▶ Required work
Of all the lines below, output only those starting at the one with "pool of workers" and ending at the one with "the same time", both ends included, exactly as written.

▶ Provided records

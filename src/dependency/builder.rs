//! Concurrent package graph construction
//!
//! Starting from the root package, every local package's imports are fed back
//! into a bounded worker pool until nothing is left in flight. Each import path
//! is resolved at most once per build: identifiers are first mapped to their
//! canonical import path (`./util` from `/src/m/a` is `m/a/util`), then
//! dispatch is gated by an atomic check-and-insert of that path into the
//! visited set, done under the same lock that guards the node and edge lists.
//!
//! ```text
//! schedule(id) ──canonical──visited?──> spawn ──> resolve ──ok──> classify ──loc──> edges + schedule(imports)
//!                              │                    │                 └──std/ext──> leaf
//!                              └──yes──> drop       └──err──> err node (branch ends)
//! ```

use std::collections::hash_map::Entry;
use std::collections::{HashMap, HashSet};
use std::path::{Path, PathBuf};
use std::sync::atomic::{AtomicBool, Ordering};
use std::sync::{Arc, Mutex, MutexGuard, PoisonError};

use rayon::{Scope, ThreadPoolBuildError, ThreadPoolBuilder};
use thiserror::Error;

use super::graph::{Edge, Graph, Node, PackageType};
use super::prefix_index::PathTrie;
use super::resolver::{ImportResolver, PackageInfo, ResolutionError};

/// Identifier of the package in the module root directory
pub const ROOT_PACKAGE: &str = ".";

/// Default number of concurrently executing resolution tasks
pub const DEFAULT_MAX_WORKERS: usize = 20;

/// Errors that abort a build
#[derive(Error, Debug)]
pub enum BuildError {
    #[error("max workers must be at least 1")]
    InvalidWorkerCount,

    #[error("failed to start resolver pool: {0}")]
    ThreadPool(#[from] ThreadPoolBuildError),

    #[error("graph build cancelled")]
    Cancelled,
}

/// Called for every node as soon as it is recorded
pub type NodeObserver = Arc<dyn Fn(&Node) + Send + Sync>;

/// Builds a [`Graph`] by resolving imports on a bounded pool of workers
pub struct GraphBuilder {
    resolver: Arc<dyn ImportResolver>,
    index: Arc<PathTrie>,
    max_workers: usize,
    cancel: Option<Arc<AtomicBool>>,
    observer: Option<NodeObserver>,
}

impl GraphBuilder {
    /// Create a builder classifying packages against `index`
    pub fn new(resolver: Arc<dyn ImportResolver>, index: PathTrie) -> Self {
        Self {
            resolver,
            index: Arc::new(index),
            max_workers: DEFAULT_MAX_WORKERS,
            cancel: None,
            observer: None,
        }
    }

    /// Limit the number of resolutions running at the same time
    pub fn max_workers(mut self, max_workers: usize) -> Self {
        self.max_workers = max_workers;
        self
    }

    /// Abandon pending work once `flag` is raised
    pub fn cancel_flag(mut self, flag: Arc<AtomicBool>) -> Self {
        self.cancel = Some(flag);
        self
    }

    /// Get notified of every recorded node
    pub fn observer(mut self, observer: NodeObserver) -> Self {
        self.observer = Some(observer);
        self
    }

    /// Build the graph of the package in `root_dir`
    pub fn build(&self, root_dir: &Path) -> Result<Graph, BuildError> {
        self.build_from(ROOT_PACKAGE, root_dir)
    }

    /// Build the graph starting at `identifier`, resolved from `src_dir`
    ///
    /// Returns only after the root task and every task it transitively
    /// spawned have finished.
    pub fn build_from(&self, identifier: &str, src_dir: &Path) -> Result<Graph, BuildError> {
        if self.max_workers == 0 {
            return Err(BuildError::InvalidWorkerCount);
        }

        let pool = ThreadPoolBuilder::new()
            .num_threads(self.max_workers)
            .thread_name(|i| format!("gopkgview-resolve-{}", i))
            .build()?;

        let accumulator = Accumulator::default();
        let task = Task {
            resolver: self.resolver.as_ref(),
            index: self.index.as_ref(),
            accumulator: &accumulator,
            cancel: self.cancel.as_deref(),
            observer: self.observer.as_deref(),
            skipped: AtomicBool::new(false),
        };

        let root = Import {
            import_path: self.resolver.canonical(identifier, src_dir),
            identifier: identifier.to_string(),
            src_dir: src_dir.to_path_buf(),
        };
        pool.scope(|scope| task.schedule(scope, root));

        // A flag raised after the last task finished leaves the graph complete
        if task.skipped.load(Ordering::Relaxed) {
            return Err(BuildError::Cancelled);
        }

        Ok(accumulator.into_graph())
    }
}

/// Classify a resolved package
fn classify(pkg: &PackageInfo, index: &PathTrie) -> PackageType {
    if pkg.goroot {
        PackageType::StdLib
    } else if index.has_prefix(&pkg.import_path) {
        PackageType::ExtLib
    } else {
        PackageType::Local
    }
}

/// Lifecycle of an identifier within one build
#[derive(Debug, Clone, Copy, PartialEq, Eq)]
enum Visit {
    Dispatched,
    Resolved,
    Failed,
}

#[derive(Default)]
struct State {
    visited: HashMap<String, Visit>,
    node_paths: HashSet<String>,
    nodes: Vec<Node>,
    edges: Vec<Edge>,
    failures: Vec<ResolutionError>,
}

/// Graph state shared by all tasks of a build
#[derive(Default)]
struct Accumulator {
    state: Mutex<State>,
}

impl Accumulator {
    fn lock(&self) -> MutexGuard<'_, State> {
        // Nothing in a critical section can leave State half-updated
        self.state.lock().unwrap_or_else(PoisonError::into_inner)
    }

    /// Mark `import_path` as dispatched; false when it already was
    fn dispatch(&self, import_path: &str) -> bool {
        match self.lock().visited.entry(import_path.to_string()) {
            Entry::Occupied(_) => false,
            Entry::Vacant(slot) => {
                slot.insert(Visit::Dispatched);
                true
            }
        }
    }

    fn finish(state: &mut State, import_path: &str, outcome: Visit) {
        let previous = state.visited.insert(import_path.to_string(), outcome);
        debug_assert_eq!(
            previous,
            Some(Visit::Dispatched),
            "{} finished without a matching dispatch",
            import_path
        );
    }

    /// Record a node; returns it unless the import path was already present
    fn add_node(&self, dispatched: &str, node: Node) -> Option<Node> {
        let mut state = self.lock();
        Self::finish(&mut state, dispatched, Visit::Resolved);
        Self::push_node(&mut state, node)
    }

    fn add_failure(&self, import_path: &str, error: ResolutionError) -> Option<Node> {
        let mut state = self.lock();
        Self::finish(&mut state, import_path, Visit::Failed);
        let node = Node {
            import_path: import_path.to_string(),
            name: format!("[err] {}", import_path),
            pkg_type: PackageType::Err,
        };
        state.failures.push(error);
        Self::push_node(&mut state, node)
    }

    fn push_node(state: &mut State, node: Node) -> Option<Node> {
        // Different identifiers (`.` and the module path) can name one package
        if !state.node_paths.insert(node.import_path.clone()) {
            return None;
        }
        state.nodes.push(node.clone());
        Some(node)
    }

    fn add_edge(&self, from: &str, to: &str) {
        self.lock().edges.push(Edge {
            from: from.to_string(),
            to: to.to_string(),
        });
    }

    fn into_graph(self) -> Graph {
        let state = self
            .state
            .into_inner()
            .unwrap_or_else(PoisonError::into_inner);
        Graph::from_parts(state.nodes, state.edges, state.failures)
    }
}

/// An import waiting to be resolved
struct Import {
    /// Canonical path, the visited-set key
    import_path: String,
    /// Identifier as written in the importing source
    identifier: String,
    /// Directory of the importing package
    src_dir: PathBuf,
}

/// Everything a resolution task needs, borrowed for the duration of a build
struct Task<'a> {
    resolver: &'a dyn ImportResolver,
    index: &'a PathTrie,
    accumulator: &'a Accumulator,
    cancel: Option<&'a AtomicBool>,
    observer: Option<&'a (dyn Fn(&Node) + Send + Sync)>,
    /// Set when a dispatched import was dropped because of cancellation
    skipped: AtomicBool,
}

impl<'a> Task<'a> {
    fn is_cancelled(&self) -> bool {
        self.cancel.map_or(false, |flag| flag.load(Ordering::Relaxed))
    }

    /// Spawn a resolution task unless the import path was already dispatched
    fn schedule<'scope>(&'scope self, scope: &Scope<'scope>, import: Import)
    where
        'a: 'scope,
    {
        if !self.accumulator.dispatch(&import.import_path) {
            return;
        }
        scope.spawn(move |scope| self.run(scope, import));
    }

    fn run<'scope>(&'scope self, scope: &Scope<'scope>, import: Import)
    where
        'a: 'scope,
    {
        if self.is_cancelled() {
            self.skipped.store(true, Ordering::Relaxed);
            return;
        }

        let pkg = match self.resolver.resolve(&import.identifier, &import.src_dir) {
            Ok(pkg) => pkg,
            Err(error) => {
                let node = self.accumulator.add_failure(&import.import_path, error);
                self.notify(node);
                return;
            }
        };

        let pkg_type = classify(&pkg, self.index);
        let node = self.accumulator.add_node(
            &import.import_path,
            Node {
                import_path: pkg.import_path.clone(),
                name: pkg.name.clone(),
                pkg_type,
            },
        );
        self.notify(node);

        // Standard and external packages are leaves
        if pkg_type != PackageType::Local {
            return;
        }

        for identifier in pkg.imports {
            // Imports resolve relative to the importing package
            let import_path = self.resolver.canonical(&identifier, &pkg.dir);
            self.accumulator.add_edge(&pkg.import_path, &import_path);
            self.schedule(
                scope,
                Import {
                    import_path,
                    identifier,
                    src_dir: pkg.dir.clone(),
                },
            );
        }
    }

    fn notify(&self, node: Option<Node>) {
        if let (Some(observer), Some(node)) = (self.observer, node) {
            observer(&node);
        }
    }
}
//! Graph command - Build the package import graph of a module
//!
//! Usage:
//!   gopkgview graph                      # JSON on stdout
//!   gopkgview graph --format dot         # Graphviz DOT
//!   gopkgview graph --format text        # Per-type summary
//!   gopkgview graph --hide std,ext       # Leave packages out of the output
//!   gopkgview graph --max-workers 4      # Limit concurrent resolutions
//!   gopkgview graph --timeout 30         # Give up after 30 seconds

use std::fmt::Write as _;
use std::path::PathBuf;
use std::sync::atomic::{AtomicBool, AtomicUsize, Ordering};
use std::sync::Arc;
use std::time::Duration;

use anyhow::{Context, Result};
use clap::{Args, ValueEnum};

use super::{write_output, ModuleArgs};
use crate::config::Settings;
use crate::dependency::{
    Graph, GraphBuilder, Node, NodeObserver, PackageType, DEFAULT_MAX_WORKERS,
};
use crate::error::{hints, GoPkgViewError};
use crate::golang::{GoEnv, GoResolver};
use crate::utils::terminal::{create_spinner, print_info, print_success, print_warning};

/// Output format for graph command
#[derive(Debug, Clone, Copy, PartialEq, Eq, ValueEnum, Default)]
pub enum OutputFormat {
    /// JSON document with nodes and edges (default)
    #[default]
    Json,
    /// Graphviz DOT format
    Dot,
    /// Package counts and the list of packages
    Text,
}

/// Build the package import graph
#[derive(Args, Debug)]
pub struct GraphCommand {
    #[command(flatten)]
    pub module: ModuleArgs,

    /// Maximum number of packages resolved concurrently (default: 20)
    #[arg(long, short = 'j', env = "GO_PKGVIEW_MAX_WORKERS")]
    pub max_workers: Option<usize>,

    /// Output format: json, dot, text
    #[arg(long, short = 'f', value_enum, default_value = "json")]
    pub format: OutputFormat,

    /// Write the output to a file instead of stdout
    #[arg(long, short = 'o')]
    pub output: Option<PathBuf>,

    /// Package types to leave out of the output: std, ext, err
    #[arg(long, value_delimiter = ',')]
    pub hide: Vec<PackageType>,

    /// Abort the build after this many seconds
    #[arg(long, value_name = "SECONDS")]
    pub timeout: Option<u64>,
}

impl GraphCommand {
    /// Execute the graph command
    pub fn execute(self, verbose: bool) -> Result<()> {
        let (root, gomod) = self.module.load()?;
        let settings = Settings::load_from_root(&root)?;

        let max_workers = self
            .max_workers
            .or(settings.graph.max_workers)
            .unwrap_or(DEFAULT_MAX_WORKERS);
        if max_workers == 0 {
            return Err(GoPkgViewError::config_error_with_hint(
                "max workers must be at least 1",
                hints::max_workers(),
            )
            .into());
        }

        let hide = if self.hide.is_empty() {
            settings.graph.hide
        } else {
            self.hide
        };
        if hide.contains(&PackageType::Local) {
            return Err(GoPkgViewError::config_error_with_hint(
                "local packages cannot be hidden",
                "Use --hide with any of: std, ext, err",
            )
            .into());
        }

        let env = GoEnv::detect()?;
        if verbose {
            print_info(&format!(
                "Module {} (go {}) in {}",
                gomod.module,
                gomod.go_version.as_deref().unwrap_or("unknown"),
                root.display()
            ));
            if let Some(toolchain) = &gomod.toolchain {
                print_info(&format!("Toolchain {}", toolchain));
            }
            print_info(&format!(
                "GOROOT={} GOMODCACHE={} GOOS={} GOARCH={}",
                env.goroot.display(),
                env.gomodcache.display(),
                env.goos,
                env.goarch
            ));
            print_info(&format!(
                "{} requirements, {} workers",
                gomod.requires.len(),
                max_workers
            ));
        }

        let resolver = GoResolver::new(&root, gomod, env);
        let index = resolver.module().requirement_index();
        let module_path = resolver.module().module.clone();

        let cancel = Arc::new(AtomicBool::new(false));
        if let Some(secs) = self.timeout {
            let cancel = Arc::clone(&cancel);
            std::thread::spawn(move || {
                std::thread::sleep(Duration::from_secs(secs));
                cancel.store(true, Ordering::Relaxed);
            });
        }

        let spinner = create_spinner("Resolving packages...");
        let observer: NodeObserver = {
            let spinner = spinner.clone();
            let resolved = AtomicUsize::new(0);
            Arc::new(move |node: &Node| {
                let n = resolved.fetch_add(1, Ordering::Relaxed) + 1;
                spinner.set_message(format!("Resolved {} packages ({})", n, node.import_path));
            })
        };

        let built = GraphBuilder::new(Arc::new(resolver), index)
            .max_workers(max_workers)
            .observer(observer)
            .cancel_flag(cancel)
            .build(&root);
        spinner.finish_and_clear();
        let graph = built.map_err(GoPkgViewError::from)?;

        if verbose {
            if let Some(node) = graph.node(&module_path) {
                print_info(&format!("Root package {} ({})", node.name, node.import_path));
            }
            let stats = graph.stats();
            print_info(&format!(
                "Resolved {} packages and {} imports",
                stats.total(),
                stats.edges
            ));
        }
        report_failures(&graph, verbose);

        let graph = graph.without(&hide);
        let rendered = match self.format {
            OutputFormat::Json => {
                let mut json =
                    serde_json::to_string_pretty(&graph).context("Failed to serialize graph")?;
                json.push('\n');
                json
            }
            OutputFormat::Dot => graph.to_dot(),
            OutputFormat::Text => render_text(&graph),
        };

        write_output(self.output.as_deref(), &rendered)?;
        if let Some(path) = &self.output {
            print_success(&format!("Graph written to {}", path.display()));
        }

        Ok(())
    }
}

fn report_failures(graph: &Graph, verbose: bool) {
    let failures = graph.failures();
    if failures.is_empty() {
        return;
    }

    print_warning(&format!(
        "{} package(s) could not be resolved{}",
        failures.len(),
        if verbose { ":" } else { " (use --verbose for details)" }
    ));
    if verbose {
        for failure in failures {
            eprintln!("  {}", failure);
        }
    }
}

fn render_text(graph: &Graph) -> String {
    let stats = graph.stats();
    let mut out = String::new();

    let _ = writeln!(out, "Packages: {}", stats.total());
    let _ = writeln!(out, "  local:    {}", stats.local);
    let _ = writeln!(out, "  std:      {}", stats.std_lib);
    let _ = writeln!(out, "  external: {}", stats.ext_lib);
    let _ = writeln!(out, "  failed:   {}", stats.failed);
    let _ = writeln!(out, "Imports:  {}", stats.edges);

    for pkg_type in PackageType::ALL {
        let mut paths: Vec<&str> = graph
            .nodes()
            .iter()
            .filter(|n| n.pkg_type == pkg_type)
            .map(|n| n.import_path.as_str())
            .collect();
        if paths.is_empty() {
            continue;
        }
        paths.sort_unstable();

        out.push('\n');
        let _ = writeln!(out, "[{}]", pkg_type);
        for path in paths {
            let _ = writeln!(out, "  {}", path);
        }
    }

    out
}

▶ Response to this exercise
/// Builds a [`Graph`] by resolving imports on a bounded pool of workers
pub struct GraphBuilder {
    resolver: Arc<dyn ImportResolver>,
    index: Arc<PathTrie>,
    max_workers: usize,
    cancel: Option<Arc<AtomicBool>>,
    observer: Option<NodeObserver>,
}

impl GraphBuilder {
    /// Create a builder classifying packages against `index`
    pub fn new(resolver: Arc<dyn ImportResolver>, index: PathTrie) -> Self {
        Self {
            resolver,
            index: Arc::new(index),
            max_workers: DEFAULT_MAX_WORKERS,
            cancel: None,
            observer: None,
        }
    }

    /// Limit the number of resolutions running at the same time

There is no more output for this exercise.